I have read a lot about RL algorithms, that update the action-value function at each step with the currently gained reward. The requirement here is, that the reward is obtained after each step.

This is true. However, the reward value can be zero, and it is quite common to have most states and actions result in zero reward with only some specific ones returning a non-zero value that makes a difference to the goals of the agent.

When this is more extreme - e.g. only one non-zero reward per thousand steps - this is referred to as "sparse rewards" and can be a problem to handle well. Your three steps then reward situation is nowhere near this, and not an issue at all.

I thought that using value iteration would be an reasonable approach to test. My problem here is that I don't know how to assign the discounted reward for the chosen operations.

Value iteration should be fine for your test problem, providing the number of choices for words is not too high.

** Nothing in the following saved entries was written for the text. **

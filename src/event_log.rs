//! Append-only event log: registrations, task submissions, checksums.
//!
//! The log begins with a fixed magic header followed by length-prefixed
//! serialized records, written in the order they occur. The reader replays
//! records serially until end of stream: dataset registrations populate the
//! id-to-descriptor map and push the dataset and shuffle watermarks up so
//! that subsequent engine allocations do not collide; task submissions push
//! the stage watermark; checksum entries feed the verifier; exception
//! entries are buffered for later query.
//!
//! Unexpected end of stream in the middle of a record is reported as
//! [`LinealError::CorruptLog`]; everything applied before the failure
//! remains valid. A reader reads once to EOF; reopening a new reader over
//! the same path replays from the start.
//!
//! The reader also supports live subscription: registered with a running
//! [`EventReporter`](crate::reporter::EventReporter), it receives entries as
//! they are reported and applies them on the next drain.

use std::collections::{HashMap, VecDeque};
use std::fs::{File, OpenOptions};
use std::io::{BufReader, BufWriter, Read, Write};
use std::path::{Path, PathBuf};
use std::sync::Arc;

use parking_lot::Mutex;
use serde::{Deserialize, Serialize};
use tracing::{debug, info, warn};

use crate::checksum::{parse_block_id, ChecksumKind, ChecksumMismatch, ChecksumVerifier};
use crate::dataset::{DatasetId, Dependency, Engine};
use crate::error::{LinealError, Result};
use crate::reporter::EventReporter;

/// Magic bytes at the start of every event-log file.
pub const LOG_MAGIC: &[u8; 8] = b"LINEAL01";

/// Structural description of a registered dataset.
///
/// Opaque user functions cannot be serialized, so registration records the
/// graph structure only; re-attaching functions is the deterministic driver
/// rerun's job, and checksums establish that the rerun matched.
#[derive(Clone, Debug, PartialEq, Eq, Serialize, Deserialize)]
pub struct DatasetDescriptor {
    pub id: DatasetId,
    /// Operation name, e.g. `"map"` or `"reduce_by_key"`.
    pub op: String,
    pub num_partitions: usize,
    /// Dependency edges. Absent lists are an anomaly that is logged and
    /// tolerated: the dataset is treated as a source downstream.
    pub dependencies: Option<Vec<Dependency>>,
}

/// One submitted task: a partition of a dataset computed within a stage.
#[derive(Clone, Debug, PartialEq, Eq, Serialize, Deserialize)]
pub struct TaskDescriptor {
    pub stage_id: u64,
    pub dataset_id: DatasetId,
    pub partition: usize,
}

/// A buffered exception event.
#[derive(Clone, Debug, PartialEq, Eq, Serialize, Deserialize)]
pub struct ExceptionRecord {
    pub task_id: u64,
    pub message: String,
    /// True for exceptions reported from a remote executor.
    pub remote: bool,
}

/// One record in the event log.
#[derive(Clone, Debug, PartialEq, Serialize, Deserialize)]
pub enum LogEntry {
    DatasetRegistration(DatasetDescriptor),
    TaskSubmission(Vec<TaskDescriptor>),
    ResultTaskChecksum {
        dataset_id: DatasetId,
        partition: usize,
        func_checksum: u32,
        result_checksum: u32,
    },
    ShuffleMapTaskChecksum {
        dataset_id: DatasetId,
        partition: usize,
        accum_updates_checksum: u32,
    },
    BlockChecksum {
        block_id: String,
        bytes_checksum: u32,
    },
    LocalException {
        task_id: u64,
        message: String,
    },
    RemoteException {
        task_id: u64,
        message: String,
    },
}

/// Replay configuration.
///
/// # Example
///
/// ```
/// use lineal::ReplayConfig;
///
/// let config = ReplayConfig::new("run.lineal")
///     .checksum_enabled(false)
///     .master("debugger.local", 8090);
/// assert!(!config.checksum_enabled);
/// ```
#[derive(Clone, Debug)]
pub struct ReplayConfig {
    /// Path of the event log, required for replay.
    pub log_path: PathBuf,
    /// Whether checksum entries feed the verifier.
    pub checksum_enabled: bool,
    /// Host of the event-reporter transport. Carried for collaborators; the
    /// transport itself is out of scope here.
    pub master_host: String,
    /// Port of the event-reporter transport.
    pub master_port: u16,
}

impl ReplayConfig {
    /// Creates a configuration for the given log path with defaults.
    pub fn new(log_path: impl Into<PathBuf>) -> Self {
        Self {
            log_path: log_path.into(),
            checksum_enabled: true,
            master_host: "127.0.0.1".to_string(),
            master_port: 8090,
        }
    }

    /// Enables or disables checksum verification.
    pub fn checksum_enabled(mut self, enabled: bool) -> Self {
        self.checksum_enabled = enabled;
        self
    }

    /// Sets the reporter transport endpoint.
    pub fn master(mut self, host: impl Into<String>, port: u16) -> Self {
        self.master_host = host.into();
        self.master_port = port;
        self
    }
}

/// Writer statistics.
#[derive(Clone, Debug, Default)]
pub struct WriterStats {
    pub entries_written: u64,
    pub bytes_written: u64,
    pub syncs: u64,
}

/// Thread-safe append-only writer of event-log records.
pub struct EventLogWriter {
    path: PathBuf,
    file: Mutex<BufWriter<File>>,
    stats: Mutex<WriterStats>,
}

impl EventLogWriter {
    /// Creates (or truncates) a log file and writes the magic header.
    pub fn create(path: impl AsRef<Path>) -> Result<Self> {
        let path = path.as_ref().to_path_buf();
        let mut file = BufWriter::new(
            OpenOptions::new()
                .create(true)
                .write(true)
                .truncate(true)
                .open(&path)?,
        );
        file.write_all(LOG_MAGIC)?;
        info!(path = %path.display(), "event log created");
        Ok(Self {
            path,
            file: Mutex::new(file),
            stats: Mutex::new(WriterStats::default()),
        })
    }

    /// Path of the underlying file.
    pub fn path(&self) -> &Path {
        &self.path
    }

    /// Appends one serialized record: length prefix, payload, newline.
    pub fn append(&self, entry: &LogEntry) -> Result<()> {
        let payload = serde_json::to_vec(entry)?;
        let mut data = Vec::with_capacity(4 + payload.len() + 1);
        data.extend_from_slice(&(payload.len() as u32).to_le_bytes());
        data.extend_from_slice(&payload);
        data.push(b'\n');

        let mut file = self.file.lock();
        file.write_all(&data)?;
        drop(file);

        let mut stats = self.stats.lock();
        stats.entries_written += 1;
        stats.bytes_written += data.len() as u64;
        Ok(())
    }

    /// Flushes buffered records to the operating system.
    pub fn sync(&self) -> Result<()> {
        let mut file = self.file.lock();
        file.flush()?;
        file.get_ref().sync_all()?;
        drop(file);
        self.stats.lock().syncs += 1;
        Ok(())
    }

    /// Current writer statistics.
    pub fn stats(&self) -> WriterStats {
        self.stats.lock().clone()
    }
}

/// Summary of one replay pass.
#[derive(Clone, Debug, Default, PartialEq, Eq)]
pub struct ReplaySummary {
    pub entries: usize,
    pub datasets: usize,
    pub mismatches: usize,
}

/// Serial reader of event-log records.
pub struct EventLogReader {
    config: ReplayConfig,
    datasets: HashMap<DatasetId, DatasetDescriptor>,
    tasks: Vec<TaskDescriptor>,
    exceptions: Vec<ExceptionRecord>,
    verifier: ChecksumVerifier,
    live: Arc<Mutex<VecDeque<LogEntry>>>,
}

impl EventLogReader {
    /// Creates a reader over the configured log path.
    pub fn new(config: ReplayConfig) -> Self {
        let verifier = ChecksumVerifier::new(config.checksum_enabled);
        Self {
            config,
            datasets: HashMap::new(),
            tasks: Vec::new(),
            exceptions: Vec::new(),
            verifier,
            live: Arc::new(Mutex::new(VecDeque::new())),
        }
    }

    /// Reads the log to end of stream, applying each record to this reader
    /// and bumping `engine` watermarks.
    pub fn load(&mut self, engine: &mut Engine) -> Result<ReplaySummary> {
        let file = File::open(&self.config.log_path)?;
        let mut reader = BufReader::new(file);

        let mut magic = [0u8; 8];
        reader
            .read_exact(&mut magic)
            .map_err(|_| LinealError::CorruptLog("missing magic header".to_string()))?;
        if &magic != LOG_MAGIC {
            return Err(LinealError::CorruptLog("bad magic header".to_string()));
        }

        let mut entries = 0;
        loop {
            let mut len_buf = [0u8; 4];
            match reader.read_exact(&mut len_buf) {
                Ok(()) => {}
                Err(e) if e.kind() == std::io::ErrorKind::UnexpectedEof => break,
                Err(e) => return Err(e.into()),
            }
            let len = u32::from_le_bytes(len_buf) as usize;
            let mut payload = vec![0u8; len];
            reader.read_exact(&mut payload).map_err(|_| {
                LinealError::CorruptLog(format!("truncated record after {entries} entries"))
            })?;
            let mut newline = [0u8; 1];
            let _ = reader.read_exact(&mut newline);

            // A structurally valid but unrecognized record is skipped; a
            // payload that is not even valid JSON corrupts the log.
            let json: serde_json::Value = serde_json::from_slice(&payload).map_err(|e| {
                LinealError::CorruptLog(format!("undecodable record after {entries} entries: {e}"))
            })?;
            match serde_json::from_value::<LogEntry>(json) {
                Ok(entry) => self.apply(entry, engine),
                Err(e) => warn!(error = %e, "unknown log entry type, skipping"),
            }
            entries += 1;
        }

        info!(
            path = %self.config.log_path.display(),
            entries,
            datasets = self.datasets.len(),
            "event log loaded"
        );
        Ok(ReplaySummary {
            entries,
            datasets: self.datasets.len(),
            mismatches: self.verifier.mismatches().len(),
        })
    }

    /// Registers this reader with a running reporter; entries reported from
    /// now on are queued and applied by [`EventLogReader::drain_live`].
    pub fn subscribe(&self, reporter: &EventReporter) {
        let queue = self.live.clone();
        reporter.subscribe(move |entry| {
            queue.lock().push_back(entry.clone());
        });
    }

    /// Applies all queued live entries. Returns how many were applied.
    pub fn drain_live(&mut self, engine: &mut Engine) -> usize {
        let mut applied = 0;
        loop {
            let Some(entry) = self.live.lock().pop_front() else {
                break;
            };
            self.apply(entry, engine);
            applied += 1;
        }
        applied
    }

    fn apply(&mut self, entry: LogEntry, engine: &mut Engine) {
        match entry {
            LogEntry::DatasetRegistration(descriptor) => {
                if descriptor.dependencies.is_none() {
                    warn!(
                        dataset = descriptor.id,
                        op = %descriptor.op,
                        "registration without dependency list, treating as source"
                    );
                }
                engine.update_dataset_id(descriptor.id + 1);
                for dep in descriptor.dependencies.iter().flatten() {
                    if let Some(shuffle) = dep.shuffle {
                        engine.update_shuffle_id(shuffle + 1);
                    }
                }
                match self.datasets.entry(descriptor.id) {
                    std::collections::hash_map::Entry::Vacant(slot) => {
                        slot.insert(descriptor);
                    }
                    std::collections::hash_map::Entry::Occupied(_) => {
                        // Ids are stable; keep the first registration.
                        warn!(dataset = descriptor.id, "duplicate registration ignored");
                    }
                }
            }
            LogEntry::TaskSubmission(tasks) => {
                for task in &tasks {
                    engine.update_stage_id(task.stage_id + 1);
                }
                self.tasks.extend(tasks);
            }
            LogEntry::ResultTaskChecksum {
                dataset_id,
                partition,
                func_checksum,
                result_checksum,
            } => {
                self.verifier
                    .observe(dataset_id, partition, ChecksumKind::TaskFunc, func_checksum);
                self.verifier.observe(
                    dataset_id,
                    partition,
                    ChecksumKind::TaskResult,
                    result_checksum,
                );
            }
            LogEntry::ShuffleMapTaskChecksum {
                dataset_id,
                partition,
                accum_updates_checksum,
            } => {
                self.verifier.observe(
                    dataset_id,
                    partition,
                    ChecksumKind::ShuffleMap,
                    accum_updates_checksum,
                );
            }
            LogEntry::BlockChecksum {
                block_id,
                bytes_checksum,
            } => match parse_block_id(&block_id) {
                Some((dataset_id, partition)) => {
                    self.verifier
                        .observe(dataset_id, partition, ChecksumKind::Block, bytes_checksum);
                }
                None => {
                    warn!(block_id = %block_id, "unrecognized block id, skipping checksum");
                }
            },
            LogEntry::LocalException { task_id, message } => {
                debug!(task_id, "buffered local exception");
                self.exceptions.push(ExceptionRecord {
                    task_id,
                    message,
                    remote: false,
                });
            }
            LogEntry::RemoteException { task_id, message } => {
                debug!(task_id, "buffered remote exception");
                self.exceptions.push(ExceptionRecord {
                    task_id,
                    message,
                    remote: true,
                });
            }
        }
    }

    /// Looks up a loaded dataset descriptor.
    pub fn dataset(&self, id: DatasetId) -> Option<&DatasetDescriptor> {
        self.datasets.get(&id)
    }

    /// All loaded dataset descriptors.
    pub fn datasets(&self) -> &HashMap<DatasetId, DatasetDescriptor> {
        &self.datasets
    }

    /// All loaded task descriptors, in submission order.
    pub fn tasks(&self) -> &[TaskDescriptor] {
        &self.tasks
    }

    /// All buffered exception events, in log order.
    pub fn exceptions(&self) -> &[ExceptionRecord] {
        &self.exceptions
    }

    /// Recorded checksum mismatches.
    pub fn mismatches(&self) -> &[ChecksumMismatch] {
        self.verifier.mismatches()
    }

    /// The reader's checksum verifier.
    pub fn verifier(&self) -> &ChecksumVerifier {
        &self.verifier
    }
}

The way you assign discounted rewards is to use the Bellman equation as an update:

$$v(s) \leftarrow \text{max}_{a}[\sum_{s',r} p(s',r|s,a)(r + \gamma v(s'))]$$

For a deterministic environment you can simplify the sum, as $p(s',r|s, a)$ will be 1 for a specific combination of $s', r$

It doesn't matter that $r = 0$ for the first two steps. The Bellman equation links time steps, by connecting $v(s)$ and $v(s')$. So, over many repetitions of value iteration's main loop, the episode end rewards get copied - with the discount applied - to their predecessor states. Very quickly in your case you will end up with values for the start states.

For example after the last choice I get a reward of 0.9. But how do I update the value for the first action (choosing out of I and Trees in my example)?

You don't do it directly in a single step. What happens is repeating the value iteration loop copies the best values to their predecessor states, one possible time step at a time.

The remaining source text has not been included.